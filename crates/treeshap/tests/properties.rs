//! Property tests for Tree SHAP attributions.
//!
//! Exact values are checked against the brute-force oracle in
//! [`treeshap::testing`], which enumerates every coalition of features.

use approx::assert_abs_diff_eq;
use ndarray::{Array2, array};
use proptest::collection::vec as prop_vec;
use proptest::prelude::*;
use rstest::rstest;

use treeshap::testing::{balanced_tree, brute_force_shap, stump};
use treeshap::{
    Ensemble, ExplainOptions, ExplainWarning, OutputTransform, SplitComparison, TreeArrays,
    TreeRecord, explain, tree_record,
};

// =============================================================================
// Helpers
// =============================================================================

fn ensemble(trees: Vec<TreeRecord>, n_features: usize, base_offset: f64) -> Ensemble {
    Ensemble::new(trees, n_features, base_offset, OutputTransform::Identity).unwrap()
}

fn sequential() -> ExplainOptions {
    ExplainOptions::builder().n_threads(1).build().unwrap()
}

/// Three features, one of them split twice along a path.
fn resplit_tree() -> TreeRecord {
    tree_record! {
        0 => split(0, 0.5) -> 1, 2 @ 10.0,
        1 => split(0, 0.2) -> 3, 4 @ 6.0,
        2 => split(1, 0.0) -> 5, 6 @ 4.0,
        3 => leaf(-2.0) @ 2.0,
        4 => leaf(1.0) @ 4.0,
        5 => leaf(3.0) @ 1.0,
        6 => leaf(0.5) @ 3.0,
    }
}

fn mixed_trees() -> Vec<TreeRecord> {
    vec![
        resplit_tree(),
        balanced_tree(
            3,
            &[2, 0, 1, 1, 2, 0, 3],
            &[0.1, -0.3, 0.4, 0.0, 0.7, 0.2, -0.5],
            &[1.0, -1.0, 2.5, 0.0, -0.5, 3.0, 1.5, -2.0],
            &[3.0, 1.0, 2.0, 2.0, 5.0, 1.0, 4.0, 2.0],
        )
        .unwrap(),
        stump(3, 0.25, -0.75, 0.25, 1.0, 3.0),
    ]
}

fn mixed_samples() -> Array2<f64> {
    Array2::from_shape_fn((32, 4), |(i, j)| {
        let x = ((i * 7 + j * 13) % 17) as f64 / 8.0 - 1.0;
        if (i + j) % 11 == 0 { f64::NAN } else { x }
    })
}

// =============================================================================
// Additivity
// =============================================================================

#[rstest]
#[case::all_left(vec![-1.0, -1.0, -1.0, -1.0])]
#[case::all_right(vec![1.0, 1.0, 1.0, 1.0])]
#[case::mixed(vec![0.3, -0.2, 0.9, 0.1])]
#[case::on_thresholds(vec![0.5, 0.0, 0.1, 0.25])]
#[case::missing(vec![f64::NAN, 0.4, f64::NAN, -0.3])]
fn attributions_sum_to_prediction(#[case] row: Vec<f64>) {
    let model = ensemble(mixed_trees(), 4, 0.3);
    let samples = Array2::from_shape_vec((1, 4), row.clone()).unwrap();
    let shap = explain(&model, samples.view(), &sequential()).unwrap();

    let total: f64 = shap.sample(0).sum();
    assert_abs_diff_eq!(total, model.predict_raw(&row), epsilon = 1e-10);
    assert_abs_diff_eq!(shap.base_value(0), model.expected_value(), epsilon = 1e-12);
    assert!(shap.verify(1e-9));
}

#[test]
fn zero_depth_tree_attributes_nothing() {
    let mut leaf = TreeArrays::new();
    leaf.push_leaf(2.5, 4.0);
    let model = ensemble(vec![TreeRecord::from_arrays(leaf).unwrap()], 3, 0.5);

    let shap = explain(&model, array![[1.0, 2.0, 3.0]].view(), &sequential()).unwrap();
    for feature in 0..3 {
        assert_eq!(shap.get(0, feature), 0.0);
    }
    assert_eq!(shap.base_value(0), 3.0);
    assert_eq!(shap.raw_prediction(0), 3.0);
}

#[test]
fn empty_ensemble_is_the_base_offset() {
    let model = ensemble(Vec::new(), 2, -1.25);
    let shap = explain(&model, array![[0.0, 0.0]].view(), &sequential()).unwrap();
    assert_eq!(shap.sample(0).to_vec(), vec![0.0, 0.0, -1.25]);
    assert_eq!(shap.raw_prediction(0), -1.25);
}

// =============================================================================
// Exactness
// =============================================================================

#[test]
fn single_feature_tree_credits_only_that_feature() {
    // expected = 0.75 * -1 + 0.25 * 1
    let model = ensemble(vec![stump(0, 0.5, -1.0, 1.0, 3.0, 1.0)], 3, 0.0);
    let shap = explain(&model, array![[0.9, 5.0, -5.0]].view(), &sequential()).unwrap();

    assert_abs_diff_eq!(shap.get(0, 0), 1.5, epsilon = 1e-12);
    assert_eq!(shap.get(0, 1), 0.0);
    assert_eq!(shap.get(0, 2), 0.0);
    assert_abs_diff_eq!(shap.base_value(0), -0.5, epsilon = 1e-12);
}

#[rstest]
#[case(vec![0.1, 5.0, 0.0])]
#[case(vec![0.3, -5.0, 0.0])]
#[case(vec![0.9, 0.0, 0.0])]
#[case(vec![0.9, 1.0, 0.0])]
fn resplit_feature_is_not_double_counted(#[case] row: Vec<f64>) {
    let tree = resplit_tree();
    let model = ensemble(vec![tree.clone()], 3, 0.0);
    let samples = Array2::from_shape_vec((1, 3), row.clone()).unwrap();
    let shap = explain(&model, samples.view(), &sequential()).unwrap();

    let oracle = brute_force_shap(std::slice::from_ref(&tree), &row, 3);
    for feature in 0..3 {
        assert_abs_diff_eq!(shap.get(0, feature), oracle[feature], epsilon = 1e-10);
    }
    assert_eq!(shap.get(0, 2), 0.0);
}

#[test]
fn matches_brute_force_on_mixed_ensemble() {
    let trees = mixed_trees();
    let model = ensemble(trees.clone(), 4, 0.0);
    let samples = mixed_samples();
    let shap = explain(&model, samples.view(), &sequential()).unwrap();

    for (i, row) in samples.outer_iter().enumerate() {
        let row = row.to_vec();
        let oracle = brute_force_shap(&trees, &row, 4);
        for (feature, &expected) in oracle.iter().enumerate() {
            assert_abs_diff_eq!(shap.get(i, feature), expected, epsilon = 1e-10);
        }
    }
}

#[test]
fn relabelling_features_permutes_attributions() {
    let perm = [2u32, 0, 1];
    let thresholds = [0.2, -0.4, 0.6];
    let values = [1.0, -2.0, 0.5, 3.0];
    let covers = [4.0, 1.0, 2.0, 3.0];

    let original = balanced_tree(2, &[0, 1, 2], &thresholds, &values, &covers).unwrap();
    let relabelled = balanced_tree(2, &perm, &thresholds, &values, &covers).unwrap();

    let row = [0.5, -0.1, 0.3];
    let mut permuted_row = [0.0; 3];
    for (feature, &target) in perm.iter().enumerate() {
        permuted_row[target as usize] = row[feature];
    }

    let samples = Array2::from_shape_vec((1, 3), row.to_vec()).unwrap();
    let permuted = Array2::from_shape_vec((1, 3), permuted_row.to_vec()).unwrap();
    let a = explain(&ensemble(vec![original], 3, 0.0), samples.view(), &sequential()).unwrap();
    let b = explain(&ensemble(vec![relabelled], 3, 0.0), permuted.view(), &sequential()).unwrap();

    for (feature, &target) in perm.iter().enumerate() {
        assert_abs_diff_eq!(a.get(0, feature), b.get(0, target as usize), epsilon = 1e-12);
    }
    assert_abs_diff_eq!(a.base_value(0), b.base_value(0), epsilon = 1e-12);
}

#[rstest]
#[case(1)]
#[case(2)]
#[case(5)]
fn identical_trees_scale_linearly(#[case] copies: usize) {
    let tree = resplit_tree();
    let samples = array![[0.1, 5.0, 0.0], [0.9, -1.0, 0.0]];

    let one = explain(&ensemble(vec![tree.clone()], 3, 0.0), samples.view(), &sequential()).unwrap();
    let many = explain(&ensemble(vec![tree; copies], 3, 0.0), samples.view(), &sequential()).unwrap();

    for sample in 0..2 {
        for feature in 0..=3 {
            assert_abs_diff_eq!(
                many.get(sample, feature),
                copies as f64 * one.get(sample, feature),
                epsilon = 1e-10
            );
        }
    }
}

// =============================================================================
// Routing
// =============================================================================

#[rstest]
#[case::missing_goes_left(true, -1.5)]
#[case::missing_goes_right(false, 0.5)]
fn missing_values_follow_default_direction(#[case] default_left: bool, #[case] expected: f64) {
    let mut arrays = TreeArrays::new();
    arrays.push_split(0, 0.5, 1, 2, 4.0);
    arrays.push_leaf(-1.0, 1.0);
    arrays.push_leaf(1.0, 3.0);
    arrays.set_default_left(0, default_left);
    let model = ensemble(vec![TreeRecord::from_arrays(arrays).unwrap()], 1, 0.0);

    let shap = explain(&model, array![[f64::NAN]].view(), &sequential()).unwrap();
    assert_abs_diff_eq!(shap.get(0, 0), expected, epsilon = 1e-12);
}

#[rstest]
#[case::less_or_equal(SplitComparison::LessOrEqual, -1.0)]
#[case::strictly_less(SplitComparison::Less, 1.0)]
fn value_on_threshold_honours_comparison(
    #[case] comparison: SplitComparison,
    #[case] expected: f64,
) {
    let mut arrays = TreeArrays::new().with_comparison(comparison);
    arrays.push_split(0, 0.5, 1, 2, 2.0);
    arrays.push_leaf(-1.0, 1.0);
    arrays.push_leaf(1.0, 1.0);
    let model = ensemble(vec![TreeRecord::from_arrays(arrays).unwrap()], 1, 0.0);

    let shap = explain(&model, array![[0.5]].view(), &sequential()).unwrap();
    assert_abs_diff_eq!(shap.get(0, 0), expected, epsilon = 1e-12);
}

// =============================================================================
// Degenerate Cover
// =============================================================================

#[test]
fn zero_cover_split_warns_without_failing() {
    let tree = tree_record! {
        0 => split(0, 0.5) -> 1, 2 @ 2.0,
        1 => leaf(1.0) @ 2.0,
        2 => split(1, 0.5) -> 3, 4 @ 0.0,
        3 => leaf(5.0) @ 0.0,
        4 => leaf(7.0) @ 0.0,
    };
    let model = ensemble(vec![tree], 2, 0.0);
    let samples = array![[1.0, 1.0], [0.0, 1.0], [1.0, 0.0]];

    let shap = explain(&model, samples.view(), &sequential()).unwrap();
    assert!(shap.values().iter().all(|v| v.is_finite()));
    assert!(shap.verify(1e-9));
    assert_eq!(
        shap.warnings(),
        &[
            ExplainWarning::DegenerateCover { sample: 0, tree: 0, node: 2 },
            ExplainWarning::DegenerateCover { sample: 0, tree: 0, node: 4 },
            ExplainWarning::DegenerateCover { sample: 2, tree: 0, node: 2 },
            ExplainWarning::DegenerateCover { sample: 2, tree: 0, node: 3 },
        ]
    );
}

#[test]
fn empty_leaf_on_route_warns() {
    let mut arrays = TreeArrays::new();
    arrays.push_split(0, 0.5, 1, 2, 2.0);
    arrays.push_leaf(1.0, 2.0);
    arrays.push_leaf(9.0, 0.0);
    let model = ensemble(vec![TreeRecord::from_arrays(arrays).unwrap()], 1, 0.0);

    let shap = explain(&model, array![[1.0]].view(), &sequential()).unwrap();
    assert_abs_diff_eq!(shap.base_value(0), 1.0, epsilon = 1e-12);
    assert_abs_diff_eq!(shap.get(0, 0), 8.0, epsilon = 1e-12);
    assert!(shap.verify(1e-9));
    assert_eq!(
        shap.warnings(),
        &[ExplainWarning::DegenerateCover { sample: 0, tree: 0, node: 2 }]
    );

    // The covered side never reaches the empty leaf
    let shap = explain(&model, array![[0.0]].view(), &sequential()).unwrap();
    assert!(shap.warnings().is_empty());
}

// =============================================================================
// Options
// =============================================================================

#[test]
fn tree_limit_matches_truncated_ensemble() {
    let trees = mixed_trees();
    let full = ensemble(trees.clone(), 4, 0.1);
    let truncated = ensemble(trees[..2].to_vec(), 4, 0.1);
    let samples = mixed_samples();

    let options = ExplainOptions::builder().tree_limit(2).n_threads(1).build().unwrap();
    let limited = explain(&full, samples.view(), &options).unwrap();
    let expected = explain(&truncated, samples.view(), &sequential()).unwrap();

    assert_eq!(limited.values(), expected.values());
    assert_eq!(limited.raw_predictions(), expected.raw_predictions());
}

#[test]
fn parallel_matches_sequential() {
    let model = ensemble(mixed_trees(), 4, 0.0);
    let samples = mixed_samples();

    let seq = explain(&model, samples.view(), &sequential()).unwrap();
    let options = ExplainOptions::builder().n_threads(4).interactions(true).build().unwrap();
    let par = explain(&model, samples.view(), &options).unwrap();

    assert_eq!(seq.values(), par.values());
    assert_eq!(seq.raw_predictions(), par.raw_predictions());
}

#[test]
fn logistic_transform_only_touches_predictions() {
    let trees = vec![stump(0, 0.5, -1.0, 1.0, 3.0, 1.0)];
    let margin = Ensemble::new(trees.clone(), 1, 0.2, OutputTransform::Identity).unwrap();
    let logistic = Ensemble::new(trees, 1, 0.2, OutputTransform::Logistic).unwrap();
    let samples = array![[0.0], [1.0]];

    let a = explain(&margin, samples.view(), &sequential()).unwrap();
    let b = explain(&logistic, samples.view(), &sequential()).unwrap();

    assert_eq!(a.values(), b.values());
    for sample in 0..2 {
        let raw = b.raw_prediction(sample);
        assert_abs_diff_eq!(b.prediction(sample), 1.0 / (1.0 + (-raw).exp()), epsilon = 1e-12);
    }
    assert_abs_diff_eq!(
        b.expected_output(),
        OutputTransform::Logistic.apply(b.expected_value()),
        epsilon = 1e-12
    );
}

#[test]
fn extra_columns_are_ignored() {
    let model = ensemble(vec![stump(0, 0.5, -1.0, 1.0, 1.0, 1.0)], 1, 0.0);
    let shap = explain(&model, array![[1.0, 99.0, -99.0]].view(), &sequential()).unwrap();
    assert_eq!(shap.n_features(), 1);
    assert_abs_diff_eq!(shap.get(0, 0), 1.0, epsilon = 1e-12);
}

// =============================================================================
// Random Trees
// =============================================================================

fn arb_tree(n_features: usize) -> impl Strategy<Value = TreeRecord> {
    (0usize..=4)
        .prop_flat_map(move |depth| {
            let n_internal = ((1usize << depth) - 1).max(1);
            let n_leaves = 1usize << depth;
            (
                Just(depth),
                prop_vec(0..n_features as u32, n_internal),
                prop_vec(-1.0..1.0f64, n_internal),
                prop_vec(-5.0..5.0f64, n_leaves),
                prop_vec(0.5..10.0f64, n_leaves),
            )
        })
        .prop_map(|(depth, features, thresholds, values, covers)| {
            balanced_tree(depth, &features, &thresholds, &values, &covers).unwrap()
        })
}

fn arb_value() -> impl Strategy<Value = f64> {
    prop_oneof![
        9 => -1.5..1.5f64,
        1 => Just(f64::NAN),
    ]
}

fn arb_case() -> impl Strategy<Value = (Vec<TreeRecord>, Vec<f64>, usize)> {
    (1usize..=5, 1usize..=3).prop_flat_map(|(n_features, n_trees)| {
        (
            prop_vec(arb_tree(n_features), n_trees),
            prop_vec(arb_value(), n_features),
            Just(n_features),
        )
    })
}

proptest! {
    #![proptest_config(ProptestConfig::with_cases(64))]

    #[test]
    fn random_trees_are_additive((trees, row, n_features) in arb_case(), base in -2.0..2.0f64) {
        let model = ensemble(trees, n_features, base);
        let samples = Array2::from_shape_vec((1, n_features), row.clone()).unwrap();
        let shap = explain(&model, samples.view(), &sequential()).unwrap();

        let total: f64 = shap.sample(0).sum();
        prop_assert!((total - model.predict_raw(&row)).abs() < 1e-9);
    }

    #[test]
    fn random_trees_match_brute_force((trees, row, n_features) in arb_case()) {
        let model = ensemble(trees.clone(), n_features, 0.0);
        let samples = Array2::from_shape_vec((1, n_features), row.clone()).unwrap();
        let shap = explain(&model, samples.view(), &sequential()).unwrap();

        let oracle = brute_force_shap(&trees, &row, n_features);
        for (feature, &expected) in oracle.iter().enumerate() {
            prop_assert!(
                (shap.get(0, feature) - expected).abs() < 1e-9,
                "feature {}: {} vs {}", feature, shap.get(0, feature), expected
            );
        }
    }
}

(WORK TASK) From the material above, set down exactly the lines starting at the one with "prop_assert!((total - model.predict_raw(&row)).abs()" and ending at the one with "let oracle = brute_force_shap(&trees, &row, n_features);", end lines included.

(SOLUTION)
        prop_assert!((total - model.predict_raw(&row)).abs() < 1e-9);
    }

    #[test]
    fn random_trees_match_brute_force((trees, row, n_features) in arb_case()) {
        let model = ensemble(trees.clone(), n_features, 0.0);
        let samples = Array2::from_shape_vec((1, n_features), row.clone()).unwrap();
        let shap = explain(&model, samples.view(), &sequential()).unwrap();

        let oracle = brute_force_shap(&trees, &row, n_features);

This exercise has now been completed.